Electrodes are the first technical interface in a system for recording bioelectrical potentials. The electrochemical and biological processes at the material–tissue interface determine the signal transfer properties and are of utmost importance for the long-term behavior of a chronic implant. Here, “electrode” is used for the whole device that consists of one or multiple active recording sites, a substrate that carries these active sites, as well as interconnections, wires, insulation layers and the connectors to the next stage of a complete recording system, whether it is wire bound or wireless. The application of the electrodes in fundamental neuroscience, diagnosis, therapy, or rehabilitation determines their target specifications.
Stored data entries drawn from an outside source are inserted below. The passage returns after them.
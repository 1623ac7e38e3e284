//! CLI entrypoint for the setfmt conformance harness.

use std::path::PathBuf;
use std::time::Instant;

use clap::{Parser, Subcommand};
use setfmt_core::{Convention, EmitConfig, Emitter, OutputCollector, status_code};
use setfmt_harness::fixtures::fixture_paths;
use setfmt_harness::structured_log::{LogEmitter, LogEntry, LogLevel, validate_log_line};
use setfmt_harness::{
    CaseConvention, ConformanceReport, FixtureArg, FixtureSet, TestRunner, VerificationSummary,
};

/// Conformance tooling for setfmt.
#[derive(Debug, Parser)]
#[command(name = "setfmt-harness")]
#[command(about = "Fixture-driven conformance harness for setfmt")]
struct Cli {
    #[command(subcommand)]
    command: Command,
}

#[derive(Debug, Subcommand)]
enum Command {
    /// Replay fixture sets and compare against recorded expectations.
    Verify {
        /// Directory containing fixture JSON files.
        #[arg(long)]
        fixture: PathBuf,
        /// Conventions to exercise: terminated, sized, or both.
        #[arg(long, default_value = "both")]
        convention: String,
        /// Output report path (markdown).
        #[arg(long)]
        report: Option<PathBuf>,
        /// Structured JSONL log path.
        #[arg(long)]
        log: Option<PathBuf>,
        /// Optional fixed timestamp string for deterministic report generation.
        #[arg(long)]
        timestamp: Option<String>,
    },
    /// Render one template and print what the sink received.
    Render {
        /// printf template.
        #[arg(long)]
        template: String,
        /// Arguments as TYPE:VALUE (i, u, f, c, s, p) or `null`.
        #[arg(long = "arg")]
        args: Vec<String>,
        /// Use the sized convention instead of NUL-terminated delivery.
        #[arg(long)]
        sized: bool,
        /// First-attempt buffer capacity (default: environment or 1024).
        #[arg(long)]
        initial_capacity: Option<usize>,
    },
    /// Validate a structured JSONL log produced by `verify --log`.
    ValidateLog {
        #[arg(long)]
        log: PathBuf,
    },
}

fn conventions(selected: CaseConvention) -> Vec<Convention> {
    [Convention::Terminated, Convention::Sized]
        .into_iter()
        .filter(|c| selected.includes(*c))
        .collect()
}

fn main() -> Result<(), Box<dyn std::error::Error>> {
    let cli = Cli::parse();

    match cli.command {
        Command::Verify {
            fixture,
            convention,
            report,
            log,
            timestamp,
        } => {
            let selected: CaseConvention = convention.parse()?;
            eprintln!("Verifying against fixtures in {}", fixture.display());
            let started = Instant::now();

            let mut fixture_sets = Vec::new();
            for path in fixture_paths(&fixture)? {
                match FixtureSet::from_file(&path) {
                    Ok(set) => fixture_sets.push(set),
                    Err(err) => eprintln!("Skipping {err}"),
                }
            }
            if fixture_sets.is_empty() {
                return Err(format!("No usable fixture sets in {}", fixture.display()).into());
            }

            let active = conventions(selected);
            let mut results = Vec::new();
            for convention in &active {
                let runner = TestRunner::new("fixture-verify", *convention);
                for set in &fixture_sets {
                    results.extend(runner.run(set));
                }
            }
            results.sort_by(|a, b| {
                a.case_name
                    .cmp(&b.case_name)
                    .then_with(|| a.convention.cmp(&b.convention))
            });

            if let Some(log_path) = &log {
                let mut emitter = LogEmitter::to_file(log_path, "fixture-verify")?;
                emitter.emit(LogLevel::Info, "verify_start")?;
                for result in &results {
                    emitter.emit_entry(LogEntry::for_result(result))?;
                }
                let elapsed = started.elapsed().as_millis() as u64;
                emitter.emit_entry(
                    LogEntry::new("", LogLevel::Info, "verify_complete")
                        .with_duration_ms(elapsed)
                        .with_details(serde_json::json!({
                            "fixture_sets": fixture_sets.len(),
                            "cases": results.len(),
                        })),
                )?;
                emitter.flush()?;
            }

            let summary = VerificationSummary::from_results(results);
            let report_doc = ConformanceReport {
                title: String::from("setfmt Conformance Report"),
                conventions: active
                    .iter()
                    .map(|c| c.as_str())
                    .collect::<Vec<_>>()
                    .join("+"),
                timestamp: timestamp
                    .unwrap_or_else(|| format!("{:?}", std::time::SystemTime::now())),
                summary,
            };

            eprintln!(
                "Verification complete: total={}, passed={}, failed={}",
                report_doc.summary.total, report_doc.summary.passed, report_doc.summary.failed
            );
            for r in report_doc.summary.results.iter().filter(|r| !r.passed) {
                eprintln!("FAIL {}", r.case_name);
                if let Some(diff) = &r.diff {
                    eprintln!("{diff}");
                }
            }

            if let Some(report_path) = report {
                std::fs::write(&report_path, report_doc.to_markdown())?;
                eprintln!("Report written to {}", report_path.display());
            }

            if !report_doc.summary.all_passed() {
                return Err(format!("{} case(s) failed", report_doc.summary.failed).into());
            }
        }
        Command::Render {
            template,
            args,
            sized,
            initial_capacity,
        } => {
            let parsed = args
                .iter()
                .map(|a| a.parse::<FixtureArg>())
                .collect::<Result<Vec<_>, _>>()?;
            let format_args: Vec<_> = parsed.iter().map(FixtureArg::as_format_arg).collect();
            let config = initial_capacity.map_or_else(EmitConfig::from_env, EmitConfig::new);
            let convention = if sized {
                Convention::Sized
            } else {
                Convention::Terminated
            };

            let mut emitter = Emitter::with_config(config);
            let mut sink = OutputCollector::new();
            let outcome = match convention {
                Convention::Terminated => {
                    emitter.emit_terminated(&mut sink, template.as_bytes(), &format_args)
                }
                Convention::Sized => emitter.emit_sized(&mut sink, template.as_bytes(), &format_args),
            };

            for chunk in sink.chunks() {
                println!("{chunk}");
            }
            match &outcome {
                Ok(emitted) => eprintln!(
                    "result={} capacity={} attempts={}",
                    emitted.length, emitted.capacity, emitted.attempts
                ),
                Err(err) => eprintln!(
                    "result={} error: {err}",
                    status_code(&outcome, convention)
                ),
            }
        }
        Command::ValidateLog { log } => {
            let content = std::fs::read_to_string(&log)?;
            let mut failures = 0usize;
            for (i, line) in content.lines().enumerate() {
                if line.trim().is_empty() {
                    continue;
                }
                if let Err(errors) = validate_log_line(line, i + 1) {
                    failures += errors.len();
                    for err in errors {
                        eprintln!("{err}");
                    }
                }
            }
            if failures > 0 {
                return Err(format!("{failures} validation error(s) in {}", log.display()).into());
            }
            eprintln!("{}: OK", log.display());
        }
    }

    Ok(())
}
The most important factors are the application site, extracorporal device or implant, acute or chronic contact, size of the electrode (device) and the recording sites, number of active sites on a device, geometrical arrangement of electrodes and type of signal to be recorded. They influence the selection process of electrodes suitable for an envisioned application and help engineers as well as neuroscientists to choose the very best materials for the active sites, substrate and insulation and the most appropriate manufacturing technique. The properties of the recorded signals are also strongly related to this selection process since the tailoring of the transfer characteristics helps to pick up the “right” signal components and to ignore, neglect and reject the “wrong” electrical potentials that might be due to the body itself or the surrounding environment or interference caused by noise from the electrode sites and the amplifier of the recording system.

Type: Chapter
Information: Handbook of Neural Activity Measurement , pp. 8 - 43

DOI: https://doi.org/10.1017/CBO9780511979958.002 [Opens in a new window]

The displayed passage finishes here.